%%

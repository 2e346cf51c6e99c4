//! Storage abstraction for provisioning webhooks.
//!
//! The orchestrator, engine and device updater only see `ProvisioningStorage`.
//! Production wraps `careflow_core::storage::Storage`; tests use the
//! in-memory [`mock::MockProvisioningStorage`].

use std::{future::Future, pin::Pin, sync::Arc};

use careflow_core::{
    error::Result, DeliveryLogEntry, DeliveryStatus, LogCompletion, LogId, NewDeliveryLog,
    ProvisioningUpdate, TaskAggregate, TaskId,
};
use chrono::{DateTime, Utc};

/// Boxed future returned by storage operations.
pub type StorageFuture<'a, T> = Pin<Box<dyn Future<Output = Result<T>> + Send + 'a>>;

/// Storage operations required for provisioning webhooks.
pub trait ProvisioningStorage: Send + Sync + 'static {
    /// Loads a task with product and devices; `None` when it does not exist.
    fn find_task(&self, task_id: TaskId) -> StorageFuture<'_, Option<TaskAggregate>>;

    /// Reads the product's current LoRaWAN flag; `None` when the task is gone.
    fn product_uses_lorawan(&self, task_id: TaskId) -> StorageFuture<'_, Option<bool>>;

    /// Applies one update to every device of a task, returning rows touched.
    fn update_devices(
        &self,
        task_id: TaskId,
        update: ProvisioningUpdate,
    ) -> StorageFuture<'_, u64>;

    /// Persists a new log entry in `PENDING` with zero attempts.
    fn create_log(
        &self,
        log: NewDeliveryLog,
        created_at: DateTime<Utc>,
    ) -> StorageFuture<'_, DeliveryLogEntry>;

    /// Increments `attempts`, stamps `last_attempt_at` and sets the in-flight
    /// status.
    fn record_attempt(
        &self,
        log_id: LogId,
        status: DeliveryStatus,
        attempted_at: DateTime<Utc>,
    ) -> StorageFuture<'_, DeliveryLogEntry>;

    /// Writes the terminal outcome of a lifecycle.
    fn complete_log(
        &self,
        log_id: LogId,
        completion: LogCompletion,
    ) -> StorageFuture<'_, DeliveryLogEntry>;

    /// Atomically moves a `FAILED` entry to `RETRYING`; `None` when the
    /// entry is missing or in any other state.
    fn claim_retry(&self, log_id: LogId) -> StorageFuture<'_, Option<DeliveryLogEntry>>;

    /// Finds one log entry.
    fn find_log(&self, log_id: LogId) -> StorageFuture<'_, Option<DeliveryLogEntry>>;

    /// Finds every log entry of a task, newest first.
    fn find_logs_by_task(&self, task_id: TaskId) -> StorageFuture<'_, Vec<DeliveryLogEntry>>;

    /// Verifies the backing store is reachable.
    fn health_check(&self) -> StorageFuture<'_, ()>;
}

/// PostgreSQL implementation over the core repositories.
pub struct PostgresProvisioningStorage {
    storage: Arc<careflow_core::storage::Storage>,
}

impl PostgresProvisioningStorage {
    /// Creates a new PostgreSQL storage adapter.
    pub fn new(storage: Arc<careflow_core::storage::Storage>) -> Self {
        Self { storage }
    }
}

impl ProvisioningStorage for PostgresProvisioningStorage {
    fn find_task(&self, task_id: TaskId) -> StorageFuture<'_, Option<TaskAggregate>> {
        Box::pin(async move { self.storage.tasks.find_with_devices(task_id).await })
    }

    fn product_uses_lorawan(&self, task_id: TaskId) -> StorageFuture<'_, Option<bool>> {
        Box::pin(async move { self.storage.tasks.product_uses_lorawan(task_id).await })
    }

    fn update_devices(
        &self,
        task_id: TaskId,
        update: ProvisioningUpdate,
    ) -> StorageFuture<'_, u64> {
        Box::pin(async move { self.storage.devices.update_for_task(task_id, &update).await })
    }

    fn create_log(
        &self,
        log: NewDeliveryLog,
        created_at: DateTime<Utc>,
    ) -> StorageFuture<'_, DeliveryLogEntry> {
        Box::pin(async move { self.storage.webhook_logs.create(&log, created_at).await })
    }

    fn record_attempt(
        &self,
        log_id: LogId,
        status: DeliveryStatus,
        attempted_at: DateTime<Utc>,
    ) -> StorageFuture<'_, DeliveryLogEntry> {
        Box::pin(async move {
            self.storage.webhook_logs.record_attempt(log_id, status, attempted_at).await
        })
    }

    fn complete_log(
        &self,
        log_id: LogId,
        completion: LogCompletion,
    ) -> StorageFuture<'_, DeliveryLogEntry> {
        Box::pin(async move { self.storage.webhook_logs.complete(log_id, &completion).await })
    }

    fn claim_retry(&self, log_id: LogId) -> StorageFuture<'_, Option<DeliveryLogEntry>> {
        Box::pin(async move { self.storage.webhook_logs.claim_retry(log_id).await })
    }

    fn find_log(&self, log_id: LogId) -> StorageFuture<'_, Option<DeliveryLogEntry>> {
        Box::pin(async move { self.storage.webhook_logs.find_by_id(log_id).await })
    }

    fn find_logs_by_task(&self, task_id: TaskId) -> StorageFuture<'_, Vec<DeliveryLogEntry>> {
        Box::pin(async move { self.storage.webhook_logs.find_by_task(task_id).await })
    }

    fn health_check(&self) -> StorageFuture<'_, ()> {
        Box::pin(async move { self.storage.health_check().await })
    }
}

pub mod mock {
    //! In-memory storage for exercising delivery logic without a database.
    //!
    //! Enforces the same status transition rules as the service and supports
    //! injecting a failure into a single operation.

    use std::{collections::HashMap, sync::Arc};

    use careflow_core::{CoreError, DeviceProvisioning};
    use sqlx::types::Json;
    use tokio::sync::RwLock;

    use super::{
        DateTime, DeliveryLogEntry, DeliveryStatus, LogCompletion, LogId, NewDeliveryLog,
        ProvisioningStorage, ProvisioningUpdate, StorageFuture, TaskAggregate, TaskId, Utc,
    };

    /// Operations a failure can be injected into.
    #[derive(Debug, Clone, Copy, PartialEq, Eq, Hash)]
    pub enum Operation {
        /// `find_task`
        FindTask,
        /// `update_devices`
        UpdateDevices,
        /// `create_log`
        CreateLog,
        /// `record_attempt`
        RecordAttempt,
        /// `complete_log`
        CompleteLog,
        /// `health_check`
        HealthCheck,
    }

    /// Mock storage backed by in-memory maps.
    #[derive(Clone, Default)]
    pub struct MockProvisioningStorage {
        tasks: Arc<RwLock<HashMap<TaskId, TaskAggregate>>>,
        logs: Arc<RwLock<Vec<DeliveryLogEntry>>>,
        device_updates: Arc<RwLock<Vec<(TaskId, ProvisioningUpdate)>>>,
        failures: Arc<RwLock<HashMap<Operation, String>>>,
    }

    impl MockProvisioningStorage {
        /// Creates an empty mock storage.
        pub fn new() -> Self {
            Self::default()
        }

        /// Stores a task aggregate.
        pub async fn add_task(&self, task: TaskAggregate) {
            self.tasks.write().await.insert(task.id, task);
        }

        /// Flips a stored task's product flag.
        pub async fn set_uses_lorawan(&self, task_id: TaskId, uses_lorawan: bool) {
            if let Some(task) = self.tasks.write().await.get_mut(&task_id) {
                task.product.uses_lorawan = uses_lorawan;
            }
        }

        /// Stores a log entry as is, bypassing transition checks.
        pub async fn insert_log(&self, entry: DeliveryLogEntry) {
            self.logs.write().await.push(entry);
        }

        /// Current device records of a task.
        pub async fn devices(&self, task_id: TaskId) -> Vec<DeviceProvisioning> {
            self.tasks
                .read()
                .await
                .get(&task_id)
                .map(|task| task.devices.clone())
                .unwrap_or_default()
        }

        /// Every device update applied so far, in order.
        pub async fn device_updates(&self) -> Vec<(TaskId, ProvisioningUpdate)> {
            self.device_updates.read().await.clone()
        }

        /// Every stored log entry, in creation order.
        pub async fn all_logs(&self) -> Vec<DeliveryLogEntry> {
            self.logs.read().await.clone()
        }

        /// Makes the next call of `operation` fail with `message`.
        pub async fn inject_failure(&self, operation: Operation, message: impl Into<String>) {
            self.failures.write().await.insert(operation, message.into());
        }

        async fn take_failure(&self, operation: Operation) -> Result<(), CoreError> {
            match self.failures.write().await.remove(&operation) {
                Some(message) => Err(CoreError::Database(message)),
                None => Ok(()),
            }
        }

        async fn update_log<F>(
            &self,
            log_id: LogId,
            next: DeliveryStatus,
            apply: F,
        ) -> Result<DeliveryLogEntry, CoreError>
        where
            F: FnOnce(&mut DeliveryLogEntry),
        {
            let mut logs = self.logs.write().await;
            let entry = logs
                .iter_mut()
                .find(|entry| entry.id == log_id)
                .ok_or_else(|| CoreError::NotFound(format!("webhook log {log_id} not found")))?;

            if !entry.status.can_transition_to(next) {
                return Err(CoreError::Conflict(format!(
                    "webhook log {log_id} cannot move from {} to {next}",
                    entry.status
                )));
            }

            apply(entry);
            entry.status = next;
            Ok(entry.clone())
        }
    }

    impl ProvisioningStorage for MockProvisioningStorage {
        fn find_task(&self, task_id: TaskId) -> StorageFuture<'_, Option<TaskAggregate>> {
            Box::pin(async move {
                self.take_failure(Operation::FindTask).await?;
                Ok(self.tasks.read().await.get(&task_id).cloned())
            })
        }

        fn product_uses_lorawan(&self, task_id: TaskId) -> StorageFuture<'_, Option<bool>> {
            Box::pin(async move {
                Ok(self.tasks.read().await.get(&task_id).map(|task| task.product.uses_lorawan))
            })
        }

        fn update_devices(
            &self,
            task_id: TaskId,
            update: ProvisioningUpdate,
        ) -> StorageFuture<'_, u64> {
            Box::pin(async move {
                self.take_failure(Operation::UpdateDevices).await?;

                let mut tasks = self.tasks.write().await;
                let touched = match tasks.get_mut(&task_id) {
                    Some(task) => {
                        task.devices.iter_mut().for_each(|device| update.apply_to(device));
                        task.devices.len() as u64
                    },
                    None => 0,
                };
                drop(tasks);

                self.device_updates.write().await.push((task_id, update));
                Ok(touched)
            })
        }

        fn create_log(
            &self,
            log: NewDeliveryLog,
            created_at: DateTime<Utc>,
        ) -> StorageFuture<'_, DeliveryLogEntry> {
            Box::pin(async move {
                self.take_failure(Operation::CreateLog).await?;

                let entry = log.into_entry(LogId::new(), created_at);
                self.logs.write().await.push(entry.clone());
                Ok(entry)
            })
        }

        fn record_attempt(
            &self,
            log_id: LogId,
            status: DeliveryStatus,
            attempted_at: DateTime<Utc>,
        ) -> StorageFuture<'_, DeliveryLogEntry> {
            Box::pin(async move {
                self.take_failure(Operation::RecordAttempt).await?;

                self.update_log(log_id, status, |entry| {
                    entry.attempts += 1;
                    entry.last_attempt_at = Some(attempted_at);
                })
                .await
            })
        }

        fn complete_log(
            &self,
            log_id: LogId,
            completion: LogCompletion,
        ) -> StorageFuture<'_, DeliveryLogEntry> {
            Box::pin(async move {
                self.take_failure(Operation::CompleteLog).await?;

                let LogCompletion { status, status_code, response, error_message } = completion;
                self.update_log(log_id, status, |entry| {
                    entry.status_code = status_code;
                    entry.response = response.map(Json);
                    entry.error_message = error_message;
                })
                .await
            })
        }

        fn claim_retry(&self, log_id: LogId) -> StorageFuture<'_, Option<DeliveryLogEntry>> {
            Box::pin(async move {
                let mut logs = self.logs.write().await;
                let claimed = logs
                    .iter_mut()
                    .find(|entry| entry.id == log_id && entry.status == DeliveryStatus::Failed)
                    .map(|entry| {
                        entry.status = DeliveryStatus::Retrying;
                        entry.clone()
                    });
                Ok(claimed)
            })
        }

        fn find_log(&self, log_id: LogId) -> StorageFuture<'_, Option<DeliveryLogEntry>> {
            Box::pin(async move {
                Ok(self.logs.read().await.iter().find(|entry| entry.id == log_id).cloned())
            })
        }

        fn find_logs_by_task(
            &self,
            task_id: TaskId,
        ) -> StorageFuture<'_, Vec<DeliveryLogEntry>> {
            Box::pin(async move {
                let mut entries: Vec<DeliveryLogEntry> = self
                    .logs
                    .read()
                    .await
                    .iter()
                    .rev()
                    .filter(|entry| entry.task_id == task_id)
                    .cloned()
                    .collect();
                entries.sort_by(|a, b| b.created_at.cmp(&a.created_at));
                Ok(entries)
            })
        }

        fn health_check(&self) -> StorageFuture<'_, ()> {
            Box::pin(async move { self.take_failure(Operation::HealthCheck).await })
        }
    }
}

%%

— Task to carry out —
Output each line of the listing above that has "cloned".

— Completed exercise —
                Ok(self.tasks.read().await.get(&task_id).cloned())
                Ok(self.logs.read().await.iter().find(|entry| entry.id == log_id).cloned())
                    .cloned()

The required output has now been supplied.